Шрив остановился, повернулся ко мне. Очки блеснули желтенькими лунами.

— А куда же ты сейчас?

— Не домой. Ты возвращайся к ним. Скажешь им, что и я бы рад, но лишен возможности из-за одежды.

— Слушай, — сказал Шрив. — Ты чего это?

— Ничего. Так. Вы со Споудом возвращайтесь на пикник. Ну, до встречи, до завтра. — Я пошел через двор на дорогу.

— Ты ведь не знаешь, где остановка трамвая, — сказал Шрив.

— Найду. Ну, до встречи, до завтра. Скажите миссис Блэнд: я сожалею, что испортил ей пикник. — Стоят, смотрят вслед. Я обошел дом. Мощенная камнем аллейка ведет со двора. С обоих боков растут розы. Через ворота я вышел на дорогу. Дорога к лесу спускается под гору, и в той стороне у обочины виден их автомобиль. Я пошел в противоположную сторону, вверх по дороге. По мере подъема кругом становилось светлее, и не успел я взойти на гору, как услышал шум трамвая. Он доносился издали сквозь сумерки, я стал, прислушиваюсь. Автомобиль уже неразличим, а перед домом на дороге стоит Шрив, смотрит на гору. И желтый свет за ним разлит по крыше дома. Я вскинул приветно руку и пошел дальше и вниз по склону, прислушиваясь к трамваю. Вот уже дом скрылся за горой, я встал в желто-зеленом свете и слушаю, как трамвай громче, громче, теперь послабее, — и тут звук разом оборвался. Я подождал, пока трамвай снова тронулся. Зашагал дальше.
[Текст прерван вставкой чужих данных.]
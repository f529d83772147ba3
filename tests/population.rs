//! The population registry is process-wide, so this binary contains exactly one test:
//! no other test can acquire or release handles while the counts are observed.

use biodivine_lib_smt::population::{census, snapshot};
use biodivine_lib_smt::{
    Config, Model, Parameters, ResourceKind, SearchMode, Session, SolverError, Status, Term, Type,
};
use pretty_assertions::assert_eq;

fn run_workload() -> Result<(), SolverError> {
    let mut config = Config::new()?;
    config.set("mode", "push-pop")?;
    assert_eq!(census(ResourceKind::Config), 1);

    let mut session = Session::from_config(config)?;
    assert_eq!(census(ResourceKind::Config), 0);
    assert_eq!(census(ResourceKind::Session), 1);

    let p = Term::new_uninterpreted(Type::bool())?;
    session.assert_formula(p)?;
    let mut params = Parameters::new()?;
    params.defaults_for_session(&session)?;
    assert_eq!(session.check_with_params(&params)?, Status::Sat);
    let model = session.get_model()?;
    assert_eq!(census(ResourceKind::Model), 1);
    assert!(model.bool_value(p)?);

    // A failed construction acquires nothing and still releases the consumed config.
    let mut rejected = Config::new()?;
    rejected.set("solver-type", "mcsat")?;
    rejected.set("mode", "interactive")?;
    assert!(Session::from_config(rejected).is_err());
    assert!(Session::for_logic_and_mode("QF_NRA", SearchMode::Interactive).is_err());
    assert_eq!(census(ResourceKind::Config), 0);
    assert_eq!(census(ResourceKind::Session), 1);

    // Early return through `?` must release everything acquired so far.
    let _extra = Model::from_map(&[(p, Term::bool(false))])?;
    assert_eq!(census(ResourceKind::Model), 2);
    Term::int(1).ty()?.card()?;
    unreachable!("an int type has no cardinality");
}

#[test]
fn every_handle_is_released_exactly_once() {
    assert!(snapshot().is_clear());

    // Scoped release on an error path.
    let error = run_workload().unwrap_err();
    assert!(matches!(error, SolverError::Term(_)));
    assert!(snapshot().is_clear(), "leaked: {}", snapshot());

    // Closing N times has the effect of closing once.
    for closes in 1..5 {
        let mut session = Session::new().unwrap();
        let mut params = Parameters::new().unwrap();
        assert_eq!(census(ResourceKind::Session), 1);
        for _ in 0..closes {
            session.close();
            params.close();
        }
        assert_eq!(census(ResourceKind::Session), 0);
        assert_eq!(census(ResourceKind::Parameters), 0);
        drop(session);
        drop(params);
        assert!(snapshot().is_clear());
    }

    // Explicit close of a model which outlives its session.
    let mut session = Session::new().unwrap();
    let x = Term::new_uninterpreted(Type::bitvector(2).unwrap()).unwrap();
    session
        .assert_formula(x.equals(Term::bitvector(2, 1).unwrap()).unwrap())
        .unwrap();
    assert_eq!(session.check().unwrap(), Status::Sat);
    let mut model = session.get_model().unwrap();
    session.close();
    assert_eq!(model.bv_value(x).unwrap(), vec![true, false]);
    assert_eq!(snapshot().get(ResourceKind::Model), 1);
    model.close();
    assert!(snapshot().is_clear());
}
Дорога шла вниз, и свет медленно мерк, но не меняясь в своем качестве — будто это не он, а я меняюсь, убываю. Однако даже под деревьями газету читать было бы видно. Скоро я дошел до развилки, свернул. Здесь деревья росли сомкнутей и было темнее, чем на дороге, но когда я вышел к трамвайной остановке — опять к деревянному навесу, — то вступил все в тот же неизменный свет. Так поярчело кругом, как будто я прошел тропкой сквозь ночь и вышел снова в утро. Вот и трамвай. Я поднялся в вагон — оборачиваются, глядят на мой подбитый глаз, — и сел на левой стороне.
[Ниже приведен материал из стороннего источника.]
impl ModelRecord {
    fn new(model: Model<'static>, symbols: Vec<TermId>) -> ModelRecord {
        ModelRecord {
            model,
            symbols,
            nodes: Vec::new(),
            node_index: Default::default(),
        }
    }

    fn intern(&mut self, node: ValueNode) -> RawNode {
        let tag = node.tag();
        if let Some(id) = self.node_index.get(&node) {
            return RawNode { tag, id: *id };
        }
        let id = self.nodes.len() as i32;
        self.nodes.push(node.clone());
        self.node_index.insert(node, id);
        RawNode { tag, id }
    }

    pub(crate) fn node(&self, node: RawNode) -> Result<&ValueNode, Failure> {
        let found = if node.id >= 0 {
            self.nodes.get(node.id as usize)
        } else {
            None
        };
        match found {
            Some(it) if it.tag() == node.tag => Ok(it),
            _ => Err(Failure::new(
                ErrorCode::InvalidValueNode,
                format!("invalid value node <{}: {}>", node.tag, node.id),
            )),
        }
    }

    /// The value Z3 assigns to a non-function term, without completing the model:
    /// terms over symbols the model does not define stay symbolic.
    pub(crate) fn evaluate(&self, terms: &TermTable, term: TermId) -> Result<Dynamic<'static>, Failure> {
        let ast = terms.ast(term)?;
        self.model.eval(ast, false).ok_or_else(|| unknown_value(term))
    }

    /// The truth value of a formula in this model.
    pub(crate) fn truth(&self, terms: &TermTable, term: TermId) -> Result<bool, Failure> {
        self.evaluate(terms, term)?
            .as_bool()
            .and_then(|it| it.as_bool())
            .ok_or_else(|| unknown_value(term))
    }

    /// Decode a value of type `ty` into the value DAG; `None` if `value` is not a
    /// constant of that type.
    fn decode(&mut self, types: &TypeTable, ty: TypeId, value: &Dynamic<'static>) -> Option<RawNode> {
        let node = match types.desc(ty) {
            TypeDesc::Bool => ValueNode::Bool(value.as_bool()?.as_bool()?),
            TypeDesc::Int | TypeDesc::Real => {
                let text = value.to_string();
                if is_algebraic(&text) {
                    ValueNode::Algebraic(text)
                } else {
                    ValueNode::Rational(parse_rational(&text)?)
                }
            }
            TypeDesc::BitVector(width) => ValueNode::Bv(parse_bv(&value.to_string(), *width)?),
            TypeDesc::Scalar { card, .. } => {
                let index = (0..*card).find(|index| {
                    types
                        .scalar_constant(ty, *index)
                        .map(|it| &it.apply(&[]) == value)
                        .unwrap_or(false)
                })?;
                ValueNode::Scalar { ty, index }
            }
            TypeDesc::Tuple(items) => {
                let mut nodes = Vec::with_capacity(items.len());
                for (i, item) in items.iter().enumerate() {
                    let field = types.tuple_accessor(ty, i)?.apply(&[value as &dyn Ast]);
                    let field = self.model.eval(&field, false)?;
                    nodes.push(self.decode(types, *item, &field)?);
                }
                ValueNode::Tuple(nodes)
            }
            TypeDesc::Function { .. } => return None,
        };
        Some(self.intern(node))
    }

    /// Decode the interpretation of a function symbol. Entries which map to the default
    /// value are left out.
    fn decode_function(
        &mut self,
        types: &TypeTable,
        term: TermId,
        ty: TypeId,
        decl: &FuncDecl<'static>,
    ) -> Result<RawNode, Failure> {
        let (domain, range) = match types.desc(ty) {
            TypeDesc::Function { domain, range } => (domain.clone(), *range),
            _ => return Err(unknown_value(term)),
        };
        let interpretation = self
            .model
            .get_func_interp(decl)
            .ok_or_else(|| unknown_value(term))?;
        let default = self
            .decode(types, range, &interpretation.get_else())
            .ok_or_else(|| {
                Failure::new(
                    ErrorCode::EvalNotSupported,
                    format!("the default value of function {term} is not a constant"),
                )
            })?;
        let mut mappings = Vec::new();
        for entry in interpretation.get_entries() {
            let result = self
                .decode(types, range, &entry.get_value())
                .ok_or_else(|| unknown_value(term))?;
            if result == default {
                continue;
            }
            let mut args = Vec::with_capacity(domain.len());
            for (arg, arg_type) in entry.get_args().iter().zip(&domain) {
                args.push(self.decode(types, *arg_type, arg).ok_or_else(|| unknown_value(term))?);
            }
            mappings.push(self.intern(ValueNode::Mapping { args, result }));
        }
        Ok(self.intern(ValueNode::Function {
            ty,
            default,
            mappings,
        }))
    }

    /// The value of `term` as a node of the value DAG.
    pub(crate) fn value(
        &mut self,
        types: &TypeTable,
        terms: &TermTable,
        term: TermId,
    ) -> Result<RawNode, Failure> {
        let entry = terms.get(term)?;
        if let Some(decl) = entry.function() {
            return self.decode_function(types, term, entry.ty(), decl);
        }
        let value = self.evaluate(terms, term)?;
        self.decode(types, entry.ty(), &value)
            .ok_or_else(|| unknown_value(term))
    }

    fn render(&self, types: &TypeTable, node: RawNode) -> String {
        match self.node(node) {
            Ok(ValueNode::Bool(b)) => b.to_string(),
            Ok(ValueNode::Rational(r)) => r.to_string(),
            Ok(ValueNode::Algebraic(text)) => text.clone(),
            Ok(ValueNode::Bv(bits)) => {
                let bits: String = bits.iter().rev().map(|it| if *it { '1' } else { '0' }).collect();
                format!("#b{bits}")
            }
            Ok(ValueNode::Scalar { ty, index }) => match types.desc(*ty) {
                TypeDesc::Scalar { uid, .. } => format!("s!{uid}!{index}"),
                _ => format!("s!?!{index}"),
            },
            Ok(ValueNode::Tuple(items)) => {
                let items: Vec<String> = items.iter().map(|it| self.render(types, *it)).collect();
                format!("(mk-tuple {})", items.join(" "))
            }
            Ok(ValueNode::Function { .. }) | Ok(ValueNode::Mapping { .. }) | Err(_) => {
                "?".to_string()
            }
        }
    }
}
В трамвае уже горело электричество, так что, пока проезжали под деревьями, не видно было ничего, кроме собственного моего лица и отраженья женщины — она сидела справа от прохода, и на макушке у нее торчала шляпа со сломанным пером; но кончились деревья, и опять стали видны сумерки, этот свет неизменного свойства, точно время и в самом деле приостановилось, и чуть за горизонтом — солнце, а вот и навес, где днем старик ел из кулька, и дорога уходит под сумерки, в сумерки, и за ними ощутима благодатная и быстрая вода. Трамвай тронулся, в незакрытую дверь все крепче тянет сквозняком, и вот уже он продувает весь вагон запахом лета и тьмы, но не жимолости. Запах жимолости был, по-моему, грустнее всех других. Я их множество помню. Скажем, запах глицинии. В ненастные дни — если мама не настолько плохо себя чувствовала, чтоб и к окну не подходить, — мы играли под шпалерой, увитой глициниями. В постели мама — ну, тогда Дилси оденет нас во что похуже и выпустит под дождь: молодежи дождик не во вред, говаривала Дилси. Но если мама на ногах, то играем сперва на веранде, а потом мама пожалуется, что мы слишком шумим, и мы уходим под глицинии.

Вот здесь мелькнула река в последний раз сегодня утром — примерно здесь. За сумерками ощутима вода, пахнет ею. Когда весной зацветала жимолость, то в дождь запах ее был повсюду. В другую погоду не так, но только дождь и сумерки, как запах начинал течь в дом; то ли дождь шел больше сумерками, то ли в свете сумеречном есть что-то такое, но пахло сильнее всего в сумерки; до того распахнется, бывало, что лежишь в постели и повторяешь про себя — когда же этот запах кончится, ну когда же он кончится. (Из двери трамвая тянет водой, дует крепко и влажно). Повторяешь-повторяешь и уснешь иногда, а потом так оно все смешалось с жимолостью, что стало равнозначно ночи и тревоге. Лежишь, и кажется — ни сон ни явь, а длинный коридор серого полумрака, и в глубине его там все опризрачнено, извращено все, что только я сделал, испытал, перенес, все обратилось в тени, облеклось видимой формой, причудливой, перековерканной, и насмехается нелепо, и само себя лишает всякого значения. Лежишь и думаешь: я был — я не был — не был кто — был не кто.